Most of the falls occurred in construction. Out of the total of 40 workers who died in a fall, 24 of them worked in construction.
These include 57-year-old Mark Smith, who worked in construction and 18-year-old Rory Brownlee, who also worked in construction.
Names published alongside HSE’s statistics covering health and safety fatalities in 2022-2023, show how each of the cases was an individual – someone who went to work and did not come home.
Total fatalities increasing?
In total, 135 workers were killed in the past year covering the period between March 2021 to March 2023, an increase of 12 on 2021/22 when 123 workers lost their lives.

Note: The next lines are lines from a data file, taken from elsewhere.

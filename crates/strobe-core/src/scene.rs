// Copyright 2025 eraflo
//
// Licensed under the Apache License, Version 2.0 (the "License");
// you may not use this file except in compliance with the License.
// You may obtain a copy of the License at
//
//     http://www.apache.org/licenses/LICENSE-2.0
//
// Unless required by applicable law or agreed to in writing, software
// distributed under the License is distributed on an "AS IS" BASIS,
// WITHOUT WARRANTIES OR CONDITIONS OF ANY KIND, either express or implied.
// See the License for the specific language governing permissions and
// limitations under the License.

//! Per-tick scene statistics sampled from the host.

use serde::{Deserialize, Serialize};

/// A snapshot of scene-graph counts, filled by the host once per tick.
///
/// These are observations, not measurements: the host reads them off its
/// own scene state and hands them to the profiler, which copies them into
/// the metric snapshot and derives the draw-call estimate.
#[derive(Debug, Clone, Copy, Default, Serialize, Deserialize)]
pub struct SceneStats {
    /// Total objects in the level.
    pub total_objects: u32,
    /// Objects counted visible by the primary visibility pass.
    pub visible_primary: u32,
    /// Objects counted visible by the secondary visibility pass.
    pub visible_secondary: u32,
    /// Gradient layers currently animating.
    pub active_gradients: u32,
    /// Whether a fullscreen shader layer is attached.
    pub shader_active: bool,
    /// Leftmost active section column.
    pub section_left: i32,
    /// Rightmost active section column.
    pub section_right: i32,
    /// Topmost active section row.
    pub section_top: i32,
    /// Bottommost active section row.
    pub section_bottom: i32,
    /// Sprite batch nodes in the draw list.
    pub batch_nodes: u32,
}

However, HSE says that fatal injuries can ‘fluctuate year on year’ so the rise is not yet statistically significant.
The year 2021 was also still affected by the coronavirus pandemic, says the report and so in “statistical terms the number of fatalities in 2022/23 is broadly in line with the pre-pandemic level.” For example, the five-year average between 2016/17 and 2018/19 was 142 deaths per year.
Commenting, HSE’s Chief Executive Sarah Albon said: “Any loss of life in the workplace is a tragedy.
“While these figures show Great Britain is one of the safest countries in the world to work, safety must continue to be at the top of everyone’s agenda.
“Our mission is to protect people and places and we remain committed to maintaining safe workplaces and holding employers to account for their actions.”
Work related fatal injuries in Great Britain, 2023 report can be accessed here.
The figures are provisional and are usually finalised by the end of the year.